Hispanics in the United States Coast Guard can trace their tradition of service to the early 19th century, when they initially performed duties at light house stations as keepers and assistant keepers in its predecessor services (the United States Revenue Cutter Service and the United States Life-Saving Service). Hispanic is an ethnic term employed to categorize any citizen or resident of the United States, of any racial background, of any country, and of any religion, who has at least one ancestor from the people of Spain, or is of non-Hispanic origin, but has an ancestor from Mexico, Puerto Rico, Cuba, Central or South America, or some other Hispanic origin. The three largest Hispanic groups in the United States are the Mexican-Americans, Puerto Ricans, and Cubans.

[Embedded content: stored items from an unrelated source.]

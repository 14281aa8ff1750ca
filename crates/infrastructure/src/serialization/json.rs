//! JSON helpers for stable output and lenient input.

use serde::Serialize;
use serde::de::DeserializeOwned;
use serde_json::Value;
use serde_json::ser::{PrettyFormatter, Serializer};

/// Error type for serialization operations.
#[derive(Debug, thiserror::Error)]
pub enum SerializationError {
    /// JSON serialization failed.
    #[error("JSON serialization failed: {0}")]
    Serialize(#[from] serde_json::Error),

    /// JSON deserialization failed.
    #[error("JSON deserialization failed: {0}")]
    Deserialize(serde_json::Error),

    /// UTF-8 encoding error.
    #[error("UTF-8 encoding error: {0}")]
    Utf8(#[from] std::string::FromUtf8Error),
}

/// Serializes a value to deterministic JSON.
///
/// Output format:
/// - 2-space indentation
/// - Trailing newline
///
/// # Errors
///
/// Returns an error if serialization fails.
pub fn to_json_stable<T: Serialize>(value: &T) -> Result<String, SerializationError> {
    let mut buffer = Vec::new();
    let formatter = PrettyFormatter::with_indent(b"  ");
    let mut serializer = Serializer::with_formatter(&mut buffer, formatter);
    value.serialize(&mut serializer)?;

    let mut json = String::from_utf8(buffer)?;
    json.push('\n');
    Ok(json)
}

/// Parses JSON into an untyped value, for input that needs repair before
/// it can be decoded into domain types.
///
/// # Errors
///
/// Returns an error if the text is not valid JSON.
pub fn parse_json_value(json: &str) -> Result<Value, SerializationError> {
    serde_json::from_str(json).map_err(SerializationError::Deserialize)
}

/// Decodes a typed value out of an already parsed JSON value.
///
/// # Errors
///
/// Returns an error if the value does not match the expected type.
pub fn from_json_value<T: DeserializeOwned>(value: Value) -> Result<T, SerializationError> {
    serde_json::from_value(value).map_err(SerializationError::Deserialize)
}
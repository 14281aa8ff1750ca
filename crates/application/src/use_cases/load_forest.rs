//! Load forest use case.

use courier_domain::Forest;
use tracing::info;

use crate::ports::{ForestRepository, ForestStoreError, RequestDataFactory};
use crate::starter::starter_forest;

/// Input for loading a workspace's forest.
#[derive(Debug, Clone)]
pub struct LoadForestInput {
    /// Workspace whose tree should be loaded.
    pub workspace_id: String,
    /// Whether an empty or missing tree is replaced by the starter tree.
    pub seed_starter_tree: bool,
}

/// Output from loading a forest.
#[derive(Debug, Clone)]
pub struct LoadForestOutput {
    /// The forest to open the session with.
    pub forest: Forest,
    /// Whether the starter tree was seeded instead of stored data.
    pub seeded: bool,
}

/// Use case for loading the collection tree of a workspace.
pub struct LoadForest<R: ForestRepository, F: RequestDataFactory> {
    repository: R,
    factory: F,
}

impl<R: ForestRepository, F: RequestDataFactory> LoadForest<R, F> {
    /// Creates a new `LoadForest` use case.
    #[must_use]
    pub const fn new(repository: R, factory: F) -> Self {
        Self {
            repository,
            factory,
        }
    }

    /// Loads the stored forest, falling back to the starter tree (or an
    /// empty forest) when nothing usable is stored.
    ///
    /// # Errors
    /// Returns an error if the storage cannot be read at all.
    pub async fn execute(
        &self,
        input: LoadForestInput,
    ) -> Result<LoadForestOutput, ForestStoreError> {
        let stored = self.repository.load(&input.workspace_id).await?;

        match stored {
            Some(forest) if !forest.is_empty() => {
                info!(
                    workspace = %input.workspace_id,
                    nodes = forest.node_count(),
                    "loaded collection tree"
                );
                Ok(LoadForestOutput {
                    forest,
                    seeded: false,
                })
            }
            _ if input.seed_starter_tree => {
                info!(workspace = %input.workspace_id, "seeding starter tree");
                Ok(LoadForestOutput {
                    forest: starter_forest(&self.factory),
                    seeded: true,
                })
            }
            _ => Ok(LoadForestOutput {
                forest: Forest::new(),
                seeded: false,
            }),
        }
    }
}

#[cfg(test)]
mod tests {
    use std::collections::HashMap;
    use std::sync::Mutex;

    use courier_domain::{Folder, RequestData, RequestType};
    use pretty_assertions::assert_eq;

    use super::*;

    #[derive(Default)]
    struct MemoryRepository {
        forests: Mutex<HashMap<String, Forest>>,
    }

    impl ForestRepository for MemoryRepository {
        async fn load(&self, workspace: &str) -> Result<Option<Forest>, ForestStoreError> {
            Ok(self
                .forests
                .lock()
                .map_err(|e| ForestStoreError::Serialization(e.to_string()))?
                .get(workspace)
                .cloned())
        }

        async fn save(&self, workspace: &str, forest: &Forest) -> Result<(), ForestStoreError> {
            self.forests
                .lock()
                .map_err(|e| ForestStoreError::Serialization(e.to_string()))?
                .insert(workspace.to_string(), forest.clone());
            Ok(())
        }
    }

    fn factory(method: &str, url: &str, request_type: RequestType) -> RequestData {
        RequestData::new(method, url).with_request_type(request_type)
    }

    fn input(seed_starter_tree: bool) -> LoadForestInput {
        LoadForestInput {
            workspace_id: "default".to_string(),
            seed_starter_tree,
        }
    }

    #[tokio::test]
    async fn test_missing_tree_seeds_starter() {
        let use_case = LoadForest::new(MemoryRepository::default(), factory);
        let output = use_case.execute(input(true)).await.unwrap();
        assert!(output.seeded);
        assert_eq!(output.forest.nodes()[0].name(), "Starter");
    }

    #[tokio::test]
    async fn test_missing_tree_without_seeding_is_empty() {
        let use_case = LoadForest::new(MemoryRepository::default(), factory);
        let output = use_case.execute(input(false)).await.unwrap();
        assert!(!output.seeded);
        assert!(output.forest.is_empty());
    }

    #[tokio::test]
    async fn test_stored_tree_is_returned() {
        let repository = MemoryRepository::default();
        let stored = Forest::from(vec![Folder::with_id("f", "Mine").into()]);
        repository.save("default", &stored).await.unwrap();

        let output = LoadForest::new(repository, factory)
            .execute(input(true))
            .await
            .unwrap();
        assert!(!output.seeded);
        assert_eq!(output.forest, stored);
    }
}
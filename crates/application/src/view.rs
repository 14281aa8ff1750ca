//! Flattened rows for rendering the tree.

use courier_domain::{CollectionNode, Forest, NodeId, NodeKind};

use crate::expansion::ExpansionState;

/// A single visible row of the tree view.
#[derive(Debug, Clone, PartialEq, Eq)]
pub struct TreeRow {
    /// Node id.
    pub id: NodeId,
    /// Display name.
    pub name: String,
    /// Folder or request.
    pub kind: NodeKind,
    /// HTTP method badge, for requests only.
    pub method: Option<String>,
    /// Nesting depth for indentation.
    pub depth: u32,
    /// Whether the folder is shown open. Always `false` for requests.
    pub expanded: bool,
}

/// Flattens the filtered forest into the rows a tree view shows.
///
/// While a non-blank filter is active every folder is shown open so that
/// matches are never hidden behind a collapsed ancestor. The expansion map
/// is only read, never changed.
#[must_use]
pub fn visible_rows(forest: &Forest, expansion: &ExpansionState, filter: &str) -> Vec<TreeRow> {
    let filtered = forest.filter(filter);
    let open_all = !filter.trim().is_empty();
    let mut rows = Vec::new();
    flatten(filtered.nodes(), expansion, open_all, 0, &mut rows);
    rows
}

fn flatten(
    nodes: &[CollectionNode],
    expansion: &ExpansionState,
    open_all: bool,
    depth: u32,
    rows: &mut Vec<TreeRow>,
) {
    for node in nodes {
        match node {
            CollectionNode::Folder(folder) => {
                let expanded = open_all || expansion.is_expanded(&folder.id);
                rows.push(TreeRow {
                    id: folder.id.clone(),
                    name: folder.name.clone(),
                    kind: NodeKind::Folder,
                    method: None,
                    depth,
                    expanded,
                });
                if expanded {
                    flatten(&folder.children, expansion, open_all, depth + 1, rows);
                }
            }
            CollectionNode::Request(request) => rows.push(TreeRow {
                id: request.id.clone(),
                name: request.name.clone(),
                kind: NodeKind::Request,
                method: Some(request.request.method.clone()),
                depth,
                expanded: false,
            }),
        }
    }
}
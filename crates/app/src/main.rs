//! Courier - Main Entry Point
//!
//! Opens the configured workspace, prints its collection tree and writes
//! the tree back when a starter tree had to be seeded.
//!
//! Usage: `courier [FILTER]`

use courier_application::use_cases::{LoadForest, LoadForestInput, SaveForest};
use courier_application::{ApplicationError, ApplicationResult, CollectionEngine, TreeRow};
use courier_domain::NodeKind;
use courier_infrastructure::{
    DefaultRequestDataFactory, EngineConfig, FileSystemForestRepository, TokioFileSystem,
};
use tracing_subscriber::{EnvFilter, layer::SubscriberExt, util::SubscriberInitExt};

#[tokio::main]
async fn main() -> Result<(), Box<dyn std::error::Error>> {
    // Initialize tracing
    tracing_subscriber::registry()
        .with(EnvFilter::try_from_default_env().unwrap_or_else(|_| EnvFilter::new("info")))
        .with(tracing_subscriber::fmt::layer())
        .init();

    let config = EngineConfig::load().map_err(|e| ApplicationError::Config(e.to_string()))?;
    let filter = std::env::args().nth(1).unwrap_or_default();

    tracing::info!(
        data_dir = %config.data_dir.display(),
        workspace = %config.workspace,
        "Starting Courier v{}",
        env!("CARGO_PKG_VERSION")
    );

    for row in open_workspace(&config).await?.visible_rows(&filter) {
        println!("{}", render_row(&row));
    }

    Ok(())
}

/// Loads the configured workspace, persisting the starter tree when one
/// was seeded.
async fn open_workspace(
    config: &EngineConfig,
) -> ApplicationResult<CollectionEngine<DefaultRequestDataFactory>> {
    let repository = FileSystemForestRepository::new(
        TokioFileSystem::new(),
        DefaultRequestDataFactory::new(),
        &config.data_dir,
        &config.default_url,
    );
    let loaded = LoadForest::new(&repository, DefaultRequestDataFactory::new())
        .execute(LoadForestInput {
            workspace_id: config.workspace.clone(),
            seed_starter_tree: config.seed_starter_tree,
        })
        .await?;
    if loaded.seeded {
        SaveForest::new(&repository)
            .execute(&config.workspace, &loaded.forest)
            .await?;
    }

    Ok(CollectionEngine::new(
        loaded.forest,
        DefaultRequestDataFactory::new(),
        config.tree_settings(),
    ))
}

fn render_row(row: &TreeRow) -> String {
    let indent = "  ".repeat(row.depth as usize);
    match row.kind {
        NodeKind::Folder => {
            let marker = if row.expanded { "v" } else { ">" };
            format!("{indent}{marker} {}", row.name)
        }
        NodeKind::Request => {
            let method = row.method.as_deref().unwrap_or_default();
            format!("{indent}  [{method}] {}", row.name)
        }
    }
}
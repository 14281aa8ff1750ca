//! Forest persistence port.

use courier_domain::Forest;

use super::FileSystemError;

/// Error type for forest persistence.
#[derive(Debug, thiserror::Error)]
pub enum ForestStoreError {
    /// The workspace id cannot be used as a storage key.
    #[error("Invalid workspace id: {0:?}")]
    InvalidWorkspace(String),

    /// Serialization error.
    #[error("Serialization error: {0}")]
    Serialization(String),

    /// File system error.
    #[error("File system error: {0}")]
    FileSystem(#[from] FileSystemError),
}

/// Loads and saves the forest of a workspace.
pub trait ForestRepository: Send + Sync {
    /// Loads the stored forest of `workspace`.
    ///
    /// Returns `Ok(None)` when nothing usable is stored yet, so the caller
    /// can seed a starter tree.
    ///
    /// # Errors
    ///
    /// Returns an error if the storage cannot be read at all.
    fn load(
        &self,
        workspace: &str,
    ) -> impl std::future::Future<Output = Result<Option<Forest>, ForestStoreError>> + Send;

    /// Replaces the stored forest of `workspace`.
    ///
    /// # Errors
    ///
    /// Returns an error if the forest cannot be serialized or written.
    fn save(
        &self,
        workspace: &str,
        forest: &Forest,
    ) -> impl std::future::Future<Output = Result<(), ForestStoreError>> + Send;
}

impl<R: ForestRepository> ForestRepository for &R {
    fn load(
        &self,
        workspace: &str,
    ) -> impl std::future::Future<Output = Result<Option<Forest>, ForestStoreError>> + Send {
        (**self).load(workspace)
    }

    fn save(
        &self,
        workspace: &str,
        forest: &Forest,
    ) -> impl std::future::Future<Output = Result<(), ForestStoreError>> + Send {
        (**self).save(workspace, forest)
    }
}
#[cfg(test)]
mod tests {
    use std::collections::HashSet;

    use courier_domain::RequestData;
    use pretty_assertions::assert_eq;

    use super::*;

    type Factory = fn(&str, &str, RequestType) -> RequestData;

    fn factory(method: &str, url: &str, request_type: RequestType) -> RequestData {
        RequestData::new(method, url).with_request_type(request_type)
    }

    fn dispatcher() -> ActionDispatcher<Factory> {
        ActionDispatcher::new(factory as Factory, TreeSettings::default())
    }

    fn id(value: &str) -> NodeId {
        NodeId::new(value)
    }

    fn request(node_id: &str, name: &str) -> CollectionNode {
        RequestNode::with_id(node_id, name, RequestData::new("GET", "https://example.com")).into()
    }

    /// F1 "Root" > [N1 "R1", F2 "Sub" > []]
    fn session() -> CollectionSession {
        CollectionSession::new(Forest::from(vec![
            Folder::with_id("F1", "Root")
                .with_children(vec![request("N1", "R1"), Folder::with_id("F2", "Sub").into()])
                .into(),
        ]))
    }

    fn child_ids(session: &CollectionSession, parent: &str) -> Vec<String> {
        session
            .node(&id(parent))
            .map(|n| n.children().iter().map(|c| c.id().to_string()).collect())
            .unwrap_or_default()
    }

    fn draft(parent: Option<&str>, kind: NodeKind, name: &str) -> CreateDraft {
        CreateDraft {
            parent: parent.map(id),
            kind,
            name: name.to_string(),
            request_type: RequestType::Http,
            method: String::new(),
            url: String::new(),
        }
    }

    #[test]
    fn test_create_request_uses_factory_defaults() {
        let dispatcher = dispatcher();
        let mut session = session();
        session.toggle_expanded(&id("F2"));

        let mut input = draft(Some("F2"), NodeKind::Request, "  Ping  ");
        input.request_type = RequestType::Websocket;
        let created = dispatcher.create(&mut session, &input).unwrap_or_else(|| id("none"));

        let Some(CollectionNode::Request(node)) = session.node(&created) else {
            unreachable!("created a request");
        };
        assert_eq!(node.name, "Ping");
        assert_eq!(node.request.method, "WS");
        assert_eq!(node.request.url, "https://example.com");
        assert_eq!(node.request.request_type, RequestType::Websocket);
        assert_eq!(child_ids(&session, "F2"), vec![created.to_string()]);
        assert!(session.expansion().is_expanded(&id("F2")));
    }

    #[test]
    fn test_create_folder_at_root_is_expanded() {
        let dispatcher = dispatcher();
        let mut session = session();
        let created = dispatcher
            .create(&mut session, &draft(None, NodeKind::Folder, "New Folder"))
            .unwrap_or_else(|| id("none"));
        assert_eq!(session.forest().nodes()[1].id(), &created);
        assert!(session.expansion().is_expanded(&created));
    }

    #[test]
    fn test_create_rejects_blank_name_and_request_parent() {
        let dispatcher = dispatcher();
        let mut session = session();
        let before = session.forest().clone();
        assert!(dispatcher.create(&mut session, &draft(None, NodeKind::Folder, "  ")).is_none());
        assert!(
            dispatcher
                .create(&mut session, &draft(Some("N1"), NodeKind::Folder, "x"))
                .is_none()
        );
        assert_eq!(session.forest(), &before);
    }

    #[test]
    fn test_rename() {
        let dispatcher = dispatcher();
        let mut session = session();
        assert!(dispatcher.rename(&mut session, &id("N1"), " Renamed "));
        assert_eq!(session.node(&id("N1")).map(CollectionNode::name), Some("Renamed"));
        assert!(!dispatcher.rename(&mut session, &id("N1"), "   "));
        assert!(!dispatcher.rename(&mut session, &id("ghost"), "x"));
    }

    #[test]
    fn test_delete_requires_confirmation() {
        let mut dispatcher = dispatcher();
        let mut session = session();
        let before = session.forest().clone();

        assert!(dispatcher.confirm_delete(&mut session).is_none());
        dispatcher.request_delete(&session, &id("F2"));
        assert_eq!(session.forest(), &before);

        dispatcher.cancel_dialog();
        assert!(dispatcher.confirm_delete(&mut session).is_none());
        assert_eq!(session.forest(), &before);

        dispatcher.request_delete(&session, &id("F2"));
        let removed = dispatcher.confirm_delete(&mut session);
        assert_eq!(removed, Some([id("F2")].into_iter().collect()));
        assert!(!session.expansion().tracks(&id("F2")));
        assert!(dispatcher.dialog().is_none());
    }

    #[test]
    fn test_duplicate_inserts_after_original() {
        let dispatcher = dispatcher();
        let mut session = session();
        let original = session.node(&id("N1")).cloned();
        let copy = dispatcher
            .duplicate(&mut session, &id("N1"))
            .unwrap_or_else(|| id("none"));
        assert_eq!(
            child_ids(&session, "F1"),
            vec!["N1".to_string(), copy.to_string(), "F2".to_string()]
        );
        assert_eq!(session.node(&copy).map(CollectionNode::name), Some("R1 Copy"));
        assert_eq!(session.node(&id("N1")).cloned(), original);
        assert!(dispatcher.duplicate(&mut session, &id("ghost")).is_none());
    }

    #[test]
    fn test_duplicate_folder_gets_fresh_ids() {
        let dispatcher = dispatcher();
        let mut session = session();
        let total = session.forest().node_count();
        dispatcher.duplicate(&mut session, &id("F1"));

        let ids = session.forest().ids();
        let unique: HashSet<&NodeId> = ids.iter().collect();
        assert_eq!(ids.len(), total * 2);
        assert_eq!(unique.len(), ids.len());
    }

    #[test]
    fn test_move_options_exclude_self_and_descendants() {
        let dispatcher = dispatcher();
        let session = session();
        let labels: Vec<String> = dispatcher
            .move_options(session.forest(), &id("F1"))
            .into_iter()
            .map(|o| o.label)
            .collect();
        assert_eq!(labels, vec!["Root"]);

        let for_request: Vec<String> = dispatcher
            .move_options(session.forest(), &id("N1"))
            .into_iter()
            .map(|o| o.label)
            .collect();
        assert_eq!(for_request, vec!["Root", "Root", "Root / Sub"]);
    }

    #[test]
    fn test_move_dialog_flow() {
        let mut dispatcher = dispatcher();
        let mut session = session();
        dispatcher.open_move_dialog(&session, &id("N1"));
        assert!(!dispatcher.choose_destination(Some(id("N1"))));
        assert!(dispatcher.choose_destination(Some(id("F2"))));
        assert!(dispatcher.confirm_move(&mut session));
        assert_eq!(child_ids(&session, "F2"), vec!["N1"]);
        assert!(session.expansion().is_expanded(&id("F2")));
        assert!(!dispatcher.confirm_move(&mut session));
    }

    #[test]
    fn test_move_to_current_parent_is_noop() {
        let dispatcher = dispatcher();
        let mut session = session();
        let before = session.forest().clone();
        assert!(!dispatcher.move_to(&mut session, &id("N1"), Some(&id("F1"))));
        assert!(!dispatcher.move_to(&mut session, &id("F1"), Some(&id("F2"))));
        assert_eq!(session.forest(), &before);
    }

    #[test]
    fn test_sort_folder_and_root() {
        let dispatcher = dispatcher();
        let mut session = session();
        assert!(dispatcher.sort(&mut session, &SortScope::Folder(id("F1"))));
        assert_eq!(child_ids(&session, "F1"), vec!["F2", "N1"]);
        assert!(!dispatcher.sort(&mut session, &SortScope::Folder(id("N1"))));
        assert!(dispatcher.sort(&mut session, &SortScope::Root));
    }

    #[test]
    fn test_submit_rename_keeps_dialog_on_blank() {
        let mut dispatcher = dispatcher();
        let mut session = session();
        dispatcher.begin_rename(&session, &id("F2"));
        if let Some(Dialog::Rename { name, .. }) = dispatcher.dialog_mut() {
            "  ".clone_into(name);
        }
        assert_eq!(dispatcher.submit(&mut session), DialogOutcome::Rejected);
        assert!(dispatcher.dialog().is_some());

        if let Some(Dialog::Rename { name, .. }) = dispatcher.dialog_mut() {
            "Nested".clone_into(name);
        }
        assert_eq!(
            dispatcher.submit(&mut session),
            DialogOutcome::Committed(id("F2"))
        );
        assert_eq!(session.node(&id("F2")).map(CollectionNode::name), Some("Nested"));
    }

    #[test]
    fn test_begin_create_prefills_defaults() {
        let mut dispatcher = dispatcher();
        let session = session();
        let Some(Dialog::Create(draft)) =
            dispatcher.begin_create(&session, Some(id("F1")), NodeKind::Request).cloned()
        else {
            unreachable!("create dialog opened");
        };
        assert_eq!(draft.name, "New Request");
        assert_eq!(draft.method, "GET");
        assert!(dispatcher.begin_create(&session, Some(id("N1")), NodeKind::Folder).is_none());
    }
}
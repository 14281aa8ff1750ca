//! Real file system implementation.

use std::io::ErrorKind;
use std::path::Path;

use courier_application::ports::{FileSystem, FileSystemError};
use tokio::fs;

/// Real file system implementation using `tokio::fs`.
#[derive(Debug, Clone, Default)]
pub struct TokioFileSystem;

impl TokioFileSystem {
    /// Creates a new `TokioFileSystem`.
    #[must_use]
    pub const fn new() -> Self {
        Self
    }
}

fn map_error(path: &Path, error: std::io::Error) -> FileSystemError {
    match error.kind() {
        ErrorKind::NotFound => FileSystemError::NotFound(path.to_path_buf()),
        ErrorKind::PermissionDenied => FileSystemError::PermissionDenied(path.to_path_buf()),
        _ => FileSystemError::Io(error),
    }
}

impl FileSystem for TokioFileSystem {
    async fn read_file_string(&self, path: &Path) -> Result<String, FileSystemError> {
        fs::read_to_string(path)
            .await
            .map_err(|e| map_error(path, e))
    }

    async fn write_file(&self, path: &Path, contents: &[u8]) -> Result<(), FileSystemError> {
        if let Some(parent) = path.parent() {
            fs::create_dir_all(parent)
                .await
                .map_err(|e| map_error(parent, e))?;
        }
        fs::write(path, contents)
            .await
            .map_err(|e| map_error(path, e))
    }

    async fn create_dir_all(&self, path: &Path) -> Result<(), FileSystemError> {
        fs::create_dir_all(path)
            .await
            .map_err(|e| map_error(path, e))
    }

    async fn exists(&self, path: &Path) -> bool {
        fs::metadata(path).await.is_ok()
    }

    async fn rename(&self, from: &Path, to: &Path) -> Result<(), FileSystemError> {
        fs::rename(from, to).await.map_err(|e| map_error(from, e))
    }
}

#[cfg(test)]
mod tests {
    use tempfile::TempDir;

    use super::*;

    #[tokio::test]
    async fn test_write_creates_parent_dirs() {
        let dir = TempDir::new().expect("temp dir");
        let path = dir.path().join("a/b/c.json");
        let fs = TokioFileSystem::new();

        fs.write_file(&path, b"[]\n").await.expect("write");
        assert!(fs.exists(&path).await);
        assert_eq!(fs.read_file_string(&path).await.expect("read"), "[]\n");
    }

    #[tokio::test]
    async fn test_missing_file_maps_to_not_found() {
        let dir = TempDir::new().expect("temp dir");
        let result = TokioFileSystem::new()
            .read_file_string(&dir.path().join("missing.json"))
            .await;
        assert!(matches!(result, Err(FileSystemError::NotFound(_))));
    }
}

According to the U.S. Census Bureau the estimated Hispanic population of the United States is over 50 million, or 16% of the U.S. population, and Hispanics are the nation's largest ethnic or racial minority. The 2010 U.S. Census estimate of over 50 million Hispanics in the U.S. does not include the 3.9 million residents of Puerto Rico, thereby making the people of Hispanic origin the nation's largest ethnic or race minority as of July 1, 2005.

Amongst the Hispanic pioneers in the Coast Guard were the Andreu family of Florida; Joseph Ximenez, the first Hispanic-American to command a Coast Guard vessel; and Detlef Frederick Argentine de Otte, the first Hispanic to graduate from Revenue Cutter Service School of Instruction. The Coast Guard can be transferred to the Department of the Navy by the president or Congress during time of war. During World War I, Hispanics served in the United States Revenue Cutter Service and U.S. Life-Saving Service; and during World War II, Hispanics served aboard ships guarding the shores of the United States and the Atlantic Ocean against enemy submarines. However some men, such as Jose R. Zaragoza, served on missions on lonely atolls. Hispanics have served in every major conflict, and continue to do so. Coast guard service is not limited to armed conflicts with other nations; the Coast Guard also plays a vital role in the apprehension of illegal immigrants and drug smugglers.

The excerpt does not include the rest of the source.